When she was a young teacher at Peyton Forest in the 2000s during the No
Child Left Behind era, the job was becoming so stressful — the principal
who hired her was replaced for not sufficiently raising scores, according to
testimony in the state investigative report on the cheating scandal — that
Gunner considering taking a job in Buckhead, the affluent white suburb
north of town. But that would have made her life’s work just a job and not
the commitment to her community she wanted it to be, so she accepted a
position at another elementary school, where her new principal became a
life-changing mentor, showing her the difference a strong leader could
make for teachers. She hoped to have the same impact at Peyton Forest.
Gunner tended to see her teachers there as belonging to one of three
categories. First were the already excellent teachers like Ericka Fluellen.
Second were several teachers like Bianca McNeal, the novice, who might
not be strong instructors yet but were willing to put in the effort to
improve. Third were the teachers “who can but won’t,” in Gunner’s phrase; these teachers had the capacity to become more effective educators but
appeared to have no interest in doing so.
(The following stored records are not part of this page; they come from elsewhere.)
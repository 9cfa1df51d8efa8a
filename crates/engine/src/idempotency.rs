//! Pluggable idempotency stores for sink dispatch (spec §4.8).
//!
//! A sink that implements [`hermod_adapter::Idempotent`] is configured
//! with a key template; the dispatcher derives a key per message and
//! `Claim`s it before writing. Unlike node evaluation's in-process
//! dedup (a local seen-set is enough there), sink writes must survive a
//! worker crash mid-send, so the store is a trait — the in-memory
//! implementation here is a reference, not the only legal backend.

use async_trait::async_trait;
use hermod_core::{MessageId, NodeId, WorkflowId};
use parking_lot::Mutex;
use std::collections::HashMap;
use std::fmt;
use std::time::{Duration, Instant};

/// A deterministic key identifying one (sink node, message) send attempt.
#[derive(Debug, Clone, PartialEq, Eq, Hash)]
pub struct IdempotencyKey(String);

impl IdempotencyKey {
    /// Generate a key from the sink node and message being dispatched.
    #[must_use]
    pub fn generate(workflow_id: WorkflowId, sink_node_id: NodeId, message_id: MessageId) -> Self {
        Self(format!("{workflow_id}:{sink_node_id}:{message_id}"))
    }

    /// The underlying key string.
    #[must_use]
    pub fn as_str(&self) -> &str {
        &self.0
    }
}

impl fmt::Display for IdempotencyKey {
    fn fmt(&self, f: &mut fmt::Formatter<'_>) -> fmt::Result {
        write!(f, "{}", self.0)
    }
}

/// Claim-before-send dedup for sink writes (spec §4.8).
#[async_trait]
pub trait IdempotencyStore: Send + Sync {
    /// Attempt to claim `key`. Returns `true` if this is the first (or
    /// first-since-expiry) claim and the caller should proceed with the
    /// write; `false` if another attempt already holds an unexpired
    /// claim and this send should be skipped as a duplicate.
    async fn claim(&self, key: &IdempotencyKey) -> bool;

    /// Record that the write for `key` completed. Stores that
    /// distinguish "claimed" from "confirmed sent" (to reclaim a key
    /// whose owner crashed between claim and send) use this to promote
    /// the entry; the in-memory store treats a successful claim as
    /// sufficient and this is a no-op.
    async fn mark_sent(&self, key: &IdempotencyKey);
}

/// In-memory [`IdempotencyStore`] with a fixed TTL per claim, swept
/// lazily on access rather than by a background task (spec §4.8 "TTL
/// cleanup").
pub struct InMemoryIdempotencyStore {
    ttl: Duration,
    claims: Mutex<HashMap<String, Instant>>,
}

impl InMemoryIdempotencyStore {
    /// Construct a store whose claims expire after `ttl`.
    #[must_use]
    pub fn new(ttl: Duration) -> Self {
        Self { ttl, claims: Mutex::new(HashMap::new()) }
    }

    /// Drop every expired claim; returns how many were swept. Safe to
    /// call from a periodic maintenance tick.
    pub fn sweep_expired(&self) -> usize {
        let now = Instant::now();
        let mut claims = self.claims.lock();
        let before = claims.len();
        claims.retain(|_, claimed_at| now.duration_since(*claimed_at) < self.ttl);
        before - claims.len()
    }

    /// Number of live (possibly stale-but-unswept) claims.
    #[must_use]
    pub fn len(&self) -> usize {
        self.claims.lock().len()
    }

    /// `true` if no claims are held.
    #[must_use]
    pub fn is_empty(&self) -> bool {
        self.claims.lock().is_empty()
    }
}

impl Default for InMemoryIdempotencyStore {
    fn default() -> Self {
        Self::new(Duration::from_secs(24 * 3600))
    }
}

#[async_trait]
impl IdempotencyStore for InMemoryIdempotencyStore {
    async fn claim(&self, key: &IdempotencyKey) -> bool {
        let now = Instant::now();
        let mut claims = self.claims.lock();
        match claims.get(key.as_str()) {
            Some(claimed_at) if now.duration_since(*claimed_at) < self.ttl => false,
            _ => {
                claims.insert(key.as_str().to_owned(), now);
                true
            }
        }
    }

    async fn mark_sent(&self, _key: &IdempotencyKey) {}
}

#[cfg(test)]
mod tests {
    use super::*;

    fn key() -> IdempotencyKey {
        IdempotencyKey::generate(WorkflowId::v4(), NodeId::v4(), MessageId::v4())
    }

    #[test]
    fn generate_is_deterministic() {
        let workflow = WorkflowId::v4();
        let node = NodeId::v4();
        let message = MessageId::v4();
        assert_eq!(
            IdempotencyKey::generate(workflow, node, message),
            IdempotencyKey::generate(workflow, node, message)
        );
    }

    #[tokio::test]
    async fn first_claim_succeeds_second_is_a_duplicate() {
        let store = InMemoryIdempotencyStore::default();
        let key = key();
        assert!(store.claim(&key).await);
        assert!(!store.claim(&key).await);
    }

    #[tokio::test]
    async fn expired_claims_can_be_reclaimed() {
        let store = InMemoryIdempotencyStore::new(Duration::from_millis(10));
        let key = key();
        assert!(store.claim(&key).await);
        tokio::time::sleep(Duration::from_millis(25)).await;
        assert!(store.claim(&key).await);
    }

    #[tokio::test]
    async fn sweep_expired_drops_only_stale_entries() {
        let store = InMemoryIdempotencyStore::new(Duration::from_millis(10));
        store.claim(&key()).await;
        tokio::time::sleep(Duration::from_millis(25)).await;
        assert_eq!(store.sweep_expired(), 1);
        assert!(store.is_empty());
    }
}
They were already set in their
pedagogical ways or didn’t think change at the school was necessary or
possible or didn’t want to put in more effort, or there was some other
reason Gunner couldn’t yet divine.
She spent most of her time pinning her hopes on the second category and
being exasperated by the teachers in the third, who not only weren’t serving
the students but also made life more difficult for their peers like McNeal,
who needed better teaching models — a team — but didn’t have that.
Throughout the fall, McNeal exhausted herself during the week, planning
lessons late into the night and collapsing on the weekend. By early 2017,
she felt she’d finally gotten over the hump and could catch her breath.
Although she was so attached to the kids that she often let them stay with
her for hours after school as she graded papers or prepared for the next
day, she felt lonely and out of place among the adults. The other fourthgrade
teachers were much older, and she often felt they were giving her the
side-eye for keeping such long hours at the school. “I know they have kids
and families at home,” she told me that winter, which she didn’t begrudge.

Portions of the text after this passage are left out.